So–I ended up going to see these guys this evening.
Outta the blue, an old friend from my Dahlgren days called me up and said that she wanted to go see the Pipes & Drums of The Royal Scots Dragoon Guards up at GMU. It was in a few hours; her husband couldn’t make it–would I like to go?
I was in inertia mode and not really wanting to go anywhere: I wanted to work out; I had been out late last night at a really fun party at some other friends’ place (Dan and Michelle); there’s some stuff I should probably do around the house, etc…
After hemming and hawing for a couple of minutes, I decided: ehnn, what the heck? She purchased tix online, and we were ready.
I had enough time to get a good “Navy SEALS” workout (more on that sometime), a shower, and a meal, then she showed up. We found our way, and ended up an hour early.

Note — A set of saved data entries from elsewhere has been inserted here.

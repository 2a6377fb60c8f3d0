//! ETAS model in optimizer space.
//!
//! [`EtasModel`] implements [`LogLikelihood`] over unconstrained θ so the
//! generic L-BFGS driver can fit it. θ is mapped into the parameter box by
//! [`ParamBounds::from_theta`]; the log-likelihood is the negated
//! [`negative_log_likelihood`] and the analytic gradient is chained through
//! the diagonal box Jacobian.
use crate::{
    etas::core::{
        catalog::Catalog,
        likelihood::{negative_log_likelihood, nll_gradient},
        options::{EtasOptions, EvalStrategy, GradientMode},
        params::{EtasParams, ParamBounds, validate_theta},
    },
    optimization::{
        errors::{OptError, OptResult},
        loglik_optimizer::{Grad, LogLikelihood, Theta},
    },
};

/// θ-space view of the ETAS likelihood for a fixed parameter box.
#[derive(Debug, Clone, PartialEq)]
pub struct EtasModel {
    pub bounds: ParamBounds,
    pub eval_strategy: EvalStrategy,
    pub gradient: GradientMode,
}

impl EtasModel {
    pub fn new(bounds: ParamBounds, options: &EtasOptions) -> Self {
        Self { bounds, eval_strategy: options.eval_strategy, gradient: options.gradient }
    }

    /// Model-space parameters for `theta`.
    ///
    /// # Errors
    /// - `ThetaLengthMismatch` / `InvalidThetaInput` for malformed θ.
    pub fn params(&self, theta: &Theta) -> OptResult<EtasParams> {
        Ok(self.bounds.from_theta(theta)?)
    }
}

impl LogLikelihood for EtasModel {
    type Data = Catalog;

    /// `ℓ(θ) = −NLL(x(θ))`. May be `−∞`, which the adapter reports as
    /// `NonFiniteCost`.
    fn value(&self, theta: &Theta, data: &Catalog) -> OptResult<f64> {
        let params = self.params(theta)?;
        Ok(-negative_log_likelihood(&params, data, self.eval_strategy))
    }

    fn check(&self, theta: &Theta, _data: &Catalog) -> OptResult<()> {
        validate_theta(theta)?;
        Ok(())
    }

    /// `∂ℓ/∂θ_k = −∂NLL/∂x_k · dx_k/dθ_k`.
    ///
    /// # Errors
    /// - `GradientNotImplemented` in finite-difference mode, which hands the
    ///   derivative to the adapter.
    /// - `NonFiniteCost` where the objective is infinite.
    fn grad(&self, theta: &Theta, data: &Catalog) -> OptResult<Grad> {
        if self.gradient == GradientMode::FiniteDifference {
            return Err(OptError::GradientNotImplemented);
        }
        let params = self.params(theta)?;
        let jac = self.bounds.jacobian(theta)?;
        let d_nll = nll_gradient(&params, data, self.eval_strategy)
            .ok_or(OptError::NonFiniteCost { value: f64::INFINITY })?;
        Ok(d_nll.iter().zip(jac).map(|(g, j)| -g * j).collect())
    }
}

Which was okay, because they had a “lecture/Q & A” session an hour beforehand. See how that works out? 🙂
Anyway, that was a lot of fun. The Senior Music Director, Major Graham Jones was a hoot as he introduced three of the band leaders, explained about the unit, and took questions from the audience. He *is* a MAJOR character… 🙂
So, to muddle things up a bit, it turned out there were actually two bands playing: The Band of the Coldstream Guards, and the Pipes & Drums of The Royal Scots Dragoon Guards (official designator SCOTS DG).

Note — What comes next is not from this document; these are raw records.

//! REST backend against a tiny local HTTP stub that speaks just enough of the v2 jobs API.

use rbq::{CommentsQuery, CommentsTable, QueryError, QueryExecutor, RestConfig, RestService, Value};
use serde_json::{json, Value as Json};
use std::io::{BufRead, BufReader, Read, Write};
use std::net::{TcpListener, TcpStream};
use std::sync::{Arc, Mutex};
use std::thread;
use std::time::Duration;

struct Request {
    method: String,
    target: String,
    body: String,
}

type Handler = dyn Fn(&Request) -> (u16, Json) + Send + Sync;

/// Serve each connection on its own thread with `handler`; returns the base URL and a log of requests.
fn serve(handler: Arc<Handler>) -> (String, Arc<Mutex<Vec<String>>>) {
    let listener = TcpListener::bind("127.0.0.1:0").unwrap();
    let addr = listener.local_addr().unwrap();
    let log = Arc::new(Mutex::new(Vec::new()));
    let log2 = log.clone();
    thread::spawn(move || {
        for stream in listener.incoming() {
            let Ok(stream) = stream else { continue };
            let handler = handler.clone();
            let log = log2.clone();
            thread::spawn(move || {
                let req = read_request(&stream);
                log.lock().unwrap().push(format!("{} {} {}", req.method, req.target, req.body));
                let (status, body) = handler(&req);
                write_response(stream, status, &body.to_string());
            });
        }
    });
    (format!("http://{addr}/bigquery/v2"), log)
}

fn read_request(stream: &TcpStream) -> Request {
    let mut r = BufReader::new(stream);
    let mut line = String::new();
    r.read_line(&mut line).unwrap();
    let mut parts = line.split_whitespace();
    let method = parts.next().unwrap_or("").to_string();
    let target = parts.next().unwrap_or("").to_string();

    let mut len = 0usize;
    loop {
        let mut h = String::new();
        r.read_line(&mut h).unwrap();
        let h = h.trim_end();
        if h.is_empty() { break; }
        if let Some((k, v)) = h.split_once(':') {
            if k.eq_ignore_ascii_case("content-length") { len = v.trim().parse().unwrap(); }
        }
    }
    let mut body = vec![0u8; len];
    r.read_exact(&mut body).unwrap();
    Request { method, target, body: String::from_utf8(body).unwrap() }
}

fn write_response(mut stream: TcpStream, status: u16, body: &str) {
    let head = format!(
        "HTTP/1.1 {status} X\r\nContent-Type: application/json\r\nContent-Length: {}\r\nConnection: close\r\n\r\n",
        body.len()
    );
    // The client may already have given up on a slow response.
    let _ = stream.write_all(head.as_bytes());
    let _ = stream.write_all(body.as_bytes());
}

fn job_id_of(target: &str) -> String {
    let path = target.split('?').next().unwrap();
    path.rsplit('/').next().unwrap().to_string()
}

/// A finished job with three rows over two pages. `page_two` answers the `tok2` page read.
fn two_page_job(req: &Request, page_two: &dyn Fn() -> (u16, Json)) -> (u16, Json) {
    let schema = json!({"fields": [{"name": "author", "type": "STRING"}, {"name": "score", "type": "INTEGER"}]});
    if req.method == "POST" {
        let body: Json = serde_json::from_str(&req.body).unwrap();
        return (200, json!({"jobReference": {"projectId": "p", "jobId": body["jobReference"]["jobId"]}}));
    }
    if req.target.contains("/jobs/") {
        return (200, json!({"jobReference": {"projectId": "p", "jobId": job_id_of(&req.target)}, "status": {"state": "DONE"}}));
    }
    if req.target.contains("maxResults=0") {
        return (200, json!({"jobComplete": true, "totalRows": "3", "schema": schema}));
    }
    if req.target.contains("pageToken=tok2") {
        return page_two();
    }
    (200, json!({"jobComplete": true, "totalRows": "3", "schema": schema, "pageToken": "tok2",
        "rows": [{"f": [{"v": "alice"}, {"v": "1"}]}, {"f": [{"v": "bob"}, {"v": "2"}]}]}))
}

fn last_page() -> (u16, Json) {
    (200, json!({"jobComplete": true, "totalRows": "3",
        "schema": {"fields": [{"name": "author", "type": "STRING"}, {"name": "score", "type": "INTEGER"}]},
        "rows": [{"f": [{"v": "charlie"}, {"v": "3"}]}]}))
}

fn unavailable() -> (u16, Json) {
    (503, json!({"error": {"code": 503, "message": "Service unavailable"}}))
}

fn rest_executor(base: &str) -> QueryExecutor<RestService> {
    let svc = RestService::new(RestConfig::new("p", "token").with_api_base(base)).unwrap();
    QueryExecutor::new(svc).progress(false).poll_interval(Duration::from_millis(50)).retry_delay(Duration::ZERO)
}

/// Full round trip: insert with named parameters and a billing ceiling, two polls,
/// a total from job metadata, then two pages decoded by the schema.
#[test]
fn runs_a_parameterized_job_end_to_end() {
    let status_polls = Arc::new(Mutex::new(0u32));
    let sp = status_polls.clone();
    let handler: Arc<Handler> = Arc::new(move |req: &Request| -> (u16, Json) {
        let schema = json!({"fields": [
            {"name": "author", "type": "STRING"},
            {"name": "score", "type": "INTEGER"},
            {"name": "created_utc", "type": "TIMESTAMP"}
        ]});
        if req.method == "POST" {
            let body: Json = serde_json::from_str(&req.body).unwrap();
            let id = body["jobReference"]["jobId"].clone();
            return (200, json!({"jobReference": {"projectId": "p", "jobId": id}, "status": {"state": "RUNNING"}}));
        }
        let id = job_id_of(&req.target);
        if req.target.contains("/jobs/") {
            return (200, json!({"jobReference": {"projectId": "p", "jobId": id}, "status": {"state": "DONE"}}));
        }
        if req.target.contains("maxResults=0") {
            let mut n = sp.lock().unwrap();
            *n += 1;
            let complete = *n > 1;
            return (200, json!({"jobComplete": complete, "totalRows": "3", "schema": schema}));
        }
        if req.target.contains("pageToken=tok2") {
            return (200, json!({"jobComplete": true, "totalRows": "3", "schema": schema,
                "rows": [{"f": [{"v": "charlie"}, {"v": null}, {"v": "1.1360747E9"}]}]}));
        }
        (200, json!({"jobComplete": true, "totalRows": "3", "schema": schema, "pageToken": "tok2",
            "rows": [
                {"f": [{"v": "alice"}, {"v": "2"}, {"v": "1.1360746E9"}]},
                {"f": [{"v": "bob"}, {"v": "5"}, {"v": "1.1360746E9"}]}
            ]}))
    });
    let (base, log) = serve(handler);

    let q = CommentsQuery::new(CommentsTable::Year(2005)).subreddit("programming").limit(3).build();
    let rs = rest_executor(&base).max_bytes_billed(1000).page_size(2).run(&q).unwrap();

    assert_eq!(rs.columns(), &["author", "score", "created_utc"]);
    assert_eq!(rs.len(), 3);
    assert_eq!(rs.get(1, "score"), Some(&Value::Int(5)));
    assert_eq!(rs.get(2, "score"), Some(&Value::Null));

    let log = log.lock().unwrap();
    let insert = log.iter().find(|l| l.starts_with("POST")).unwrap();
    let body: Json = serde_json::from_str(insert.splitn(3, ' ').nth(2).unwrap()).unwrap();
    let cfg = &body["configuration"]["query"];
    assert_eq!(cfg["parameterMode"], "NAMED");
    assert_eq!(cfg["useLegacySql"], false);
    assert_eq!(cfg["maximumBytesBilled"], "1000");
    let params = cfg["queryParameters"].as_array().unwrap();
    assert_eq!(params.len(), 2);
    assert_eq!(params[0]["name"], "lim");
    assert_eq!(params[0]["parameterType"]["type"], "INT64");
    assert_eq!(params[0]["parameterValue"]["value"], "3");
    assert!(log.iter().any(|l| l.contains("timeoutMs=50")));
}

/// A 400 on insert is a configuration problem carrying the remote message.
#[test]
fn rejected_insert_is_configuration_error() {
    let handler: Arc<Handler> = Arc::new(|_req: &Request| -> (u16, Json) {
        (400, json!({"error": {"code": 400, "message": "Query parameter 'lim' not found at [4:7]",
            "errors": [{"reason": "invalidQuery", "message": "Query parameter 'lim' not found at [4:7]"}]}}))
    });
    let (base, _log) = serve(handler);

    let q = rbq::Query::new("select 1 limit @lim");
    match rest_executor(&base).submit(&q, None) {
        Err(QueryError::Configuration(msg)) => assert!(msg.contains("'lim' not found"), "{msg}"),
        other => panic!("expected Configuration, got {other:?}"),
    }
}

/// A failed job shows up as an HTTP error on getQueryResults; jobs.get supplies the payload.
#[test]
fn failed_job_reports_error_result() {
    let handler: Arc<Handler> = Arc::new(|req: &Request| -> (u16, Json) {
        if req.method == "POST" {
            let body: Json = serde_json::from_str(&req.body).unwrap();
            return (200, json!({"jobReference": {"projectId": "p", "jobId": body["jobReference"]["jobId"]}}));
        }
        if req.target.contains("/jobs/") {
            return (200, json!({"jobReference": {"projectId": "p", "jobId": job_id_of(&req.target)},
                "status": {"state": "DONE", "errorResult": {"reason": "notFound", "location": "fh-bigquery.reddit_comments.1999", "message": "Not found: Table"}}}));
        }
        (404, json!({"error": {"code": 404, "message": "Not found: Table"}}))
    });
    let (base, log) = serve(handler);

    let q = CommentsQuery::new(CommentsTable::Year(1999)).build();
    let err = rest_executor(&base).run(&q).unwrap_err();
    let remote = err.remote().expect("remote payload");
    assert_eq!(remote.reason.as_deref(), Some("notFound"));
    assert!(remote.message.contains("Not found"));
    assert!(!log.lock().unwrap().iter().any(|l| l.contains("timeoutMs=0&")));
}

/// A 503 on the second page interrupts the read; `run` reopens from the first page and gets every row.
#[test]
fn unavailable_page_is_retried_from_the_start() {
    let failures = Arc::new(Mutex::new(1u32));
    let f = failures.clone();
    let handler: Arc<Handler> = Arc::new(move |req: &Request| -> (u16, Json) {
        two_page_job(req, &|| {
            let mut left = f.lock().unwrap();
            if *left > 0 {
                *left -= 1;
                return unavailable();
            }
            last_page()
        })
    });
    let (base, log) = serve(handler);

    let rs = rest_executor(&base).page_size(2).run(&rbq::Query::new("select author, score from t")).unwrap();
    assert_eq!(rs.len(), 3);
    assert_eq!(rs.get(2, "author").and_then(|v| v.as_str()), Some("charlie"));

    let log = log.lock().unwrap();
    let first_pages = log.iter().filter(|l| l.contains("maxResults=2") && !l.contains("pageToken")).count();
    let second_pages = log.iter().filter(|l| l.contains("pageToken=tok2")).count();
    assert_eq!(first_pages, 2);
    assert_eq!(second_pages, 2);
}

/// A single `unpack` that hits a 503 fails as a transient fetch and hands back nothing.
#[test]
fn interrupted_unpack_is_transient() {
    let handler: Arc<Handler> = Arc::new(|req: &Request| -> (u16, Json) { two_page_job(req, &unavailable) });
    let (base, _log) = serve(handler);

    let exec = rest_executor(&base).page_size(2);
    let mut job = exec.submit(&rbq::Query::new("select author, score from t"), None).unwrap();
    exec.await_completion(&mut job, Duration::from_millis(50)).unwrap();
    match exec.unpack(&job) {
        Err(QueryError::TransientFetch(msg)) => assert!(msg.contains("503"), "{msg}"),
        other => panic!("expected TransientFetch, got {other:?}"),
    }
    assert!(exec.unpack_with_retry(&job).unwrap_err().is_retryable());
}

/// A row-count read that hits a 503 is just as retryable as a page read.
#[test]
fn unavailable_row_count_is_transient() {
    let handler: Arc<Handler> = Arc::new(|req: &Request| -> (u16, Json) {
        if req.target.contains("timeoutMs=0&maxResults=0") {
            return unavailable();
        }
        two_page_job(req, &last_page)
    });
    let (base, _log) = serve(handler);

    let exec = rest_executor(&base);
    let mut job = exec.submit(&rbq::Query::new("select author, score from t"), None).unwrap();
    exec.await_completion(&mut job, Duration::from_millis(50)).unwrap();
    assert!(matches!(exec.unpack(&job), Err(QueryError::TransientFetch(_))));
}

/// A status wait that outlives the HTTP timeout counts as "still running" and is polled again.
#[test]
fn slow_poll_counts_as_running() {
    let slow = Arc::new(Mutex::new(true));
    let s = slow.clone();
    let handler: Arc<Handler> = Arc::new(move |req: &Request| -> (u16, Json) {
        if req.target.contains("timeoutMs=50&") {
            let first = std::mem::replace(&mut *s.lock().unwrap(), false);
            if first {
                thread::sleep(Duration::from_millis(1500));
            }
        }
        two_page_job(req, &last_page)
    });
    let (base, log) = serve(handler);

    let svc = RestService::new(
        RestConfig::new("p", "token").with_api_base(&base).with_http_slack(Duration::from_millis(300)),
    )
    .unwrap();
    let exec = QueryExecutor::new(svc).progress(false).retry_delay(Duration::ZERO).page_size(2);
    let mut job = exec.submit(&rbq::Query::new("select author, score from t"), None).unwrap();

    exec.await_completion(&mut job, Duration::from_millis(50)).unwrap();
    assert!(job.is_complete());
    assert_eq!(job.polls(), 2);
    assert_eq!(log.lock().unwrap().iter().filter(|l| l.contains("timeoutMs=50&")).count(), 2);
}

You can check the history of each on the websites if you wish. But for the playing, first out came the Coldstream Guards Band, and they were gooood… then they went backstage and then the Pipes and Drums of the SCOTS DG came out. Then the Coldstream Guards joined them and they played together. And they played either separately or together at different times after that all night. It was fantastic. Lots o’ fun, and very moving for parts of it.
For one section, they played a series of tributes to American songs such including a good bit of JP Sousa, and America the Beautiful. The played songs of the American Services, and when Anchors Away came up, many of the audience members up stood (Navy Vets, I’m guessing), as many did when the other services’ songs were played. Cool.
All in all, a great show. Thanks, Nanc!